Tag: herman koch

  • High Impact from the Low Countries

    We begin PEN Atlas in 2013 with Michele Hutchison, who reports on the ‘High Impact’ tour that will bring Dutch authors to the UK later this month

    ‘If there is any relationship between literature and nationality at all, it is a very strained one indeed,’ critic and director of the famed Athenaeum bookshop, Maarten Asscher once wrote in an essay on the misconception that the Dutch are ‘due’ the Nobel Prize. (1) The essay itself is interesting; he argues that the Dutch obsession with consensus means they only ever submit a single candidate, which gives the impression of ‘stagnancy’. But that’s beside the point, the concept of a national literature is a trap I’ve found myself falling into in recent years in my attempts to get to know the local canon.

    Naturally I have identified tendencies in Dutch literature – the Calvinistic background, quiet introspection, naturalistic novels with few characters and little plot. The great writer W.F. Hermans criticised this tendency; ‘boring’ is how he labelled most Dutch novels.(2) An initiative by the Netherlands Embassy in London, in partnership with Flanders House, aims to send a wrecking ball at this cliché.

    Six top Dutch-language writers will tour the UK from 14th
    -19th
    January 2013 in a project named ‘High Impact’, a rather incongruous name on first glance when thinking about that quiet introspection. The Dutch are usually shy of making an impact with their art or literature – those sticking their heads above the parapet tend to be knocked down – but perhaps things are changing.

    I contacted the Embassy to enquire about the thinking behind High Impact and heard back from Jan van Weijen, head of the pleasingly-named Department of Dutchness. This is what he said:“Flanders and The Netherlands have an extensive common cultural heritage and share a language, Dutch. Its literature is vibrant and encapsulates a sea breeze. Outward-looking and incorporating foreign influences, it clearly matches an UK audience.” I also talked to the tour’s curator, international literature specialist Rosie Goldsmith and she said, “the Dutch and Flemish are honestly up there with the best. It is always a pleasure to interview them, not only because they speak excellent English but because I believe our countries and cultures share a great affinity.”   
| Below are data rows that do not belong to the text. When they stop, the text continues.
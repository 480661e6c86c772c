//! Configuration schema definitions.
//!
//! This module defines the complete configuration structure for the gateway.
//! All types derive Serde traits for deserialization from config files.

use serde::{Deserialize, Serialize};
use std::collections::HashMap;
use std::time::Duration;

/// Root configuration for the gateway.
#[derive(Debug, Clone, Deserialize, Serialize, Default)]
#[serde(default)]
pub struct GatewayConfig {
    /// Listener configuration (bind address, request limits).
    pub listener: ListenerConfig,

    /// Inbound admission (per API key fixed window).
    pub rate_limit: RateLimitConfig,

    /// Circuit breaker defaults and per-call overrides.
    pub resilience: ResilienceConfig,

    /// Downstream service endpoints.
    pub downstream: DownstreamConfig,

    /// Observability settings.
    pub observability: ObservabilityConfig,

    /// Admin endpoints.
    pub admin: AdminConfig,
}

/// Listener configuration.
#[derive(Debug, Clone, Deserialize, Serialize)]
#[serde(default)]
pub struct ListenerConfig {
    /// Bind address (e.g., "0.0.0.0:8080").
    pub bind_address: String,

    /// Total time allowed for one inbound request, in seconds.
    pub request_timeout_secs: u64,

    /// Maximum accepted request body size in bytes.
    pub max_body_bytes: usize,
}

impl Default for ListenerConfig {
    fn default() -> Self {
        Self {
            bind_address: "0.0.0.0:8080".to_string(),
            request_timeout_secs: 30,
            max_body_bytes: 64 * 1024,
        }
    }
}

/// Fixed-window rate limiting keyed by caller identity.
#[derive(Debug, Clone, Deserialize, Serialize)]
#[serde(default)]
pub struct RateLimitConfig {
    /// When false every identified caller is admitted.
    pub enabled: bool,

    /// Header carrying the caller identity.
    pub identity_header: String,

    /// Requests admitted per identity per window (inclusive).
    pub requests_per_window: u64,

    /// Window length in seconds.
    pub window_secs: u64,

    /// How often the sweeper looks for idle identities, in seconds.
    pub sweep_interval_secs: u64,

    /// Windows older than this many window lengths are evicted.
    pub evict_after_windows: u32,
}

impl RateLimitConfig {
    pub fn window(&self) -> Duration {
        Duration::from_secs(self.window_secs)
    }
}

impl Default for RateLimitConfig {
    fn default() -> Self {
        Self {
            enabled: true,
            identity_header: "X-API-KEY".to_string(),
            requests_per_window: 100,
            window_secs: 60,
            sweep_interval_secs: 60,
            evict_after_windows: 5,
        }
    }
}

/// Circuit breaker tuning for one protected call name.
#[derive(Debug, Clone, Deserialize, Serialize, PartialEq)]
#[serde(default)]
pub struct CircuitBreakerConfig {
    /// Failure rate in percent at or above which a closed circuit opens.
    pub failure_rate_threshold: f64,

    /// Number of most recent outcomes the failure rate is computed over.
    pub sliding_window_size: usize,

    /// Outcomes required in the window before the rate is evaluated.
    pub minimum_number_of_calls: usize,

    /// Cool-down spent in Open before probing, in milliseconds.
    pub wait_duration_in_open_state_ms: u64,

    /// Trial calls let through while HalfOpen.
    pub permitted_calls_in_half_open_state: u32,
}

impl CircuitBreakerConfig {
    pub fn wait_duration_in_open_state(&self) -> Duration {
        Duration::from_millis(self.wait_duration_in_open_state_ms)
    }
}

impl Default for CircuitBreakerConfig {
    fn default() -> Self {
        Self {
            failure_rate_threshold: 50.0,
            sliding_window_size: 10,
            minimum_number_of_calls: 5,
            wait_duration_in_open_state_ms: 10_000,
            permitted_calls_in_half_open_state: 3,
        }
    }
}

/// Outbound permits for one call name: `limit_for_period` calls per
/// refresh period, refused once used up.
#[derive(Debug, Clone, Deserialize, Serialize, PartialEq)]
#[serde(default)]
pub struct CallRateLimiterConfig {
    /// Permits handed out per refresh period.
    pub limit_for_period: u32,

    /// Length of one refresh period, in milliseconds.
    pub limit_refresh_period_ms: u64,
}

impl CallRateLimiterConfig {
    pub fn limit_refresh_period(&self) -> Duration {
        Duration::from_millis(self.limit_refresh_period_ms)
    }
}

impl Default for CallRateLimiterConfig {
    fn default() -> Self {
        Self {
            limit_for_period: 50,
            limit_refresh_period_ms: 1_000,
        }
    }
}

/// Settings for one named call.
///
/// Breaker keys sit directly in the table; the optional limiter is a
/// sub-table:
///
/// ```toml
/// [resilience.instances.mail-send]
/// sliding_window_size = 3
///
/// [resilience.instances.mail-send.rate_limiter]
/// limit_for_period = 10
/// ```
#[derive(Debug, Clone, Deserialize, Serialize, Default, PartialEq)]
pub struct InstanceConfig {
    #[serde(flatten)]
    pub circuit_breaker: CircuitBreakerConfig,

    /// Outbound permit limiter. Absent means unlimited.
    #[serde(default, skip_serializing_if = "Option::is_none")]
    pub rate_limiter: Option<CallRateLimiterConfig>,
}

impl From<CircuitBreakerConfig> for InstanceConfig {
    fn from(circuit_breaker: CircuitBreakerConfig) -> Self {
        Self {
            circuit_breaker,
            rate_limiter: None,
        }
    }
}

/// Resilience configuration.
#[derive(Debug, Clone, Deserialize, Serialize, Default)]
#[serde(default)]
pub struct ResilienceConfig {
    /// Applied to every call name without an override.
    pub circuit_breaker: CircuitBreakerConfig,

    /// Per call name overrides, e.g. `[resilience.instances.mail-send]`.
    pub instances: HashMap<String, InstanceConfig>,
}

impl ResilienceConfig {
    /// Breaker settings for a call name.
    pub fn breaker_for(&self, name: &str) -> &CircuitBreakerConfig {
        self.instances
            .get(name)
            .map(|instance| &instance.circuit_breaker)
            .unwrap_or(&self.circuit_breaker)
    }

    /// Outbound limiter settings for a call name, if it has one.
    pub fn rate_limiter_for(&self, name: &str) -> Option<&CallRateLimiterConfig> {
        self.instances.get(name).and_then(|instance| instance.rate_limiter.as_ref())
    }
}

/// A downstream HTTP service.
#[derive(Debug, Clone, Deserialize, Serialize)]
pub struct EndpointConfig {
    /// Base URL, e.g. "http://localhost:8081".
    pub base_url: String,

    /// Deadline for one call, in milliseconds.
    pub timeout_ms: u64,
}

impl EndpointConfig {
    pub fn deadline(&self) -> Duration {
        Duration::from_millis(self.timeout_ms)
    }
}

/// Downstream services called by the payment handler.
#[derive(Debug, Clone, Deserialize, Serialize)]
#[serde(default)]
pub struct DownstreamConfig {
    pub mail: EndpointConfig,
    pub payment: EndpointConfig,
}

impl Default for DownstreamConfig {
    fn default() -> Self {
        Self {
            mail: EndpointConfig {
                base_url: "http://localhost:8081".to_string(),
                timeout_ms: 10_000,
            },
            payment: EndpointConfig {
                base_url: "http://localhost:8082".to_string(),
                timeout_ms: 15_000,
            },
        }
    }
}

/// Observability configuration.
#[derive(Debug, Clone, Deserialize, Serialize)]
#[serde(default)]
pub struct ObservabilityConfig {
    /// Log level (trace, debug, info, warn, error).
    pub log_level: String,

    /// Enable metrics endpoint.
    pub metrics_enabled: bool,

    /// Metrics endpoint bind address.
    pub metrics_address: String,
}

impl Default for ObservabilityConfig {
    fn default() -> Self {
        Self {
            log_level: "info".to_string(),
            metrics_enabled: false,
            metrics_address: "0.0.0.0:9090".to_string(),
        }
    }
}

/// Shipped admin key; refused by validation when admin is enabled.
pub const PLACEHOLDER_ADMIN_KEY: &str = "CHANGE_ME_IN_PRODUCTION";

/// Admin endpoints configuration.
#[derive(Debug, Clone, Deserialize, Serialize)]
#[serde(default)]
pub struct AdminConfig {
    /// Mount the /admin routes.
    pub enabled: bool,

    /// API key for authentication (Bearer token).
    pub api_key: String,
}

impl Default for AdminConfig {
    fn default() -> Self {
        Self {
            enabled: false,
            api_key: PLACEHOLDER_ADMIN_KEY.to_string(),
        }
    }
}
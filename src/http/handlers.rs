//! Route handlers.

use axum::{
    extract::{rejection::JsonRejection, State},
    Json,
};
use serde_json::{json, Value};

use crate::error::GatewayError;
use crate::http::server::AppState;
use crate::payments::{PaymentRequest, PaymentResponse};

/// `POST /payments/process-mvc`
pub async fn process_payment(
    State(state): State<AppState>,
    payload: Result<Json<PaymentRequest>, JsonRejection>,
) -> Result<Json<PaymentResponse>, GatewayError> {
    let Json(request) = payload.map_err(|e| GatewayError::BadRequest(e.body_text()))?;
    request.validate().map_err(GatewayError::BadRequest)?;

    tracing::info!(order_id = %request.order_id, amount = request.amount, "Processing payment");
    let response = state.payments.process(request).await?;
    Ok(Json(response))
}

/// `GET /health`
pub async fn health() -> Json<Value> {
    Json(json!({
        "status": "UP",
        "version": env!("CARGO_PKG_VERSION"),
    }))
}
//! HTTP protocol handling subsystem.
//!
//! # Data Flow
//! ```text
//! TCP connection
//!     → server.rs (Axum setup, middleware stack)
//!     → request.rs (request ID assigned or propagated)
//!     → security::rate_limit (only /payments/*)
//!     → handlers.rs (payment, health)
//!     → response.rs (errors mapped to status + JSON body)
//!     → Send to client
//! ```

pub mod handlers;
pub mod request;
pub mod response;
pub mod server;

pub use request::{MakeRequestUuid, X_REQUEST_ID};
pub use server::{AppState, HttpServer};
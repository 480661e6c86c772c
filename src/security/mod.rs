//! Security subsystem.
//!
//! # Data Flow
//! ```text
//! Incoming request on /payments/*:
//!     → rate_limit.rs (extract API key, per-key fixed window)
//!         missing key  → 401
//!         over limit   → 429 + Retry-After
//!     → Pass to payment handler
//!
//! Background:
//!     sweeper.rs → evict windows idle for several window lengths
//! ```
//!
//! # Design Decisions
//! - Fail closed: no identity, no admission
//! - Denied requests still count against the window
//! - Per-key locking only; identities never contend with each other

pub mod rate_limit;
pub mod sweeper;

pub use rate_limit::{admission_middleware, AdmissionGate, AdmissionState, Decision, DenyReason, RateWindow, WindowStore};
pub use sweeper::WindowSweeper;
    So: vibrant, outward-looking, multicultural, with an affinity to the UK? Let’s take a look at the writers involved and what kind of impact they might have. Flemish writer Peter Terrin, who recently won the top Dutch literary prize, the AKO, with his latest novel Post Mortem, works with a filleting knife more than a hammer; his novels are dark, cool, composed affairs. The prize-winning novel, which will be published in 2014 by MacLehose Press, is a study of the impotence of writing in the face of personal tragedy; it is a post-modern puzzle, demonstrating his technical mastery. Wielding a sabre is Ramsey Nasr, just coming to the end of his term as Dutch Poet Laureate. Nasr is half-Palestinian, half-Dutch and knows how to thrill with special effects. His poems are audacious, bombastic, colourful affairs. The collection Heavenly Bodies, published by Banipal provides a good taster of his work.

    Herman Koch is practically a household name now, after his international hit The Dinner. A comedian and actor as well as a writer, he makes his impact with humour. Covering the non-fiction field, there is Belgian writer Lieve Joris who has written extensively on Africa and has now turned her hand to China. Her forthcoming book on the commercial relationship between China and Africa sounds immensely promising and will certainly add to the debate. Geert Mak  will join the last two days of the tour. His magnum opus, In Europe, Travels Through the Twentieth Century brought him international recognition. ‘Mak’s artful interleaving of personal stories with epic events is a constant reminder of the human scale of history’ wrote The New Yorker.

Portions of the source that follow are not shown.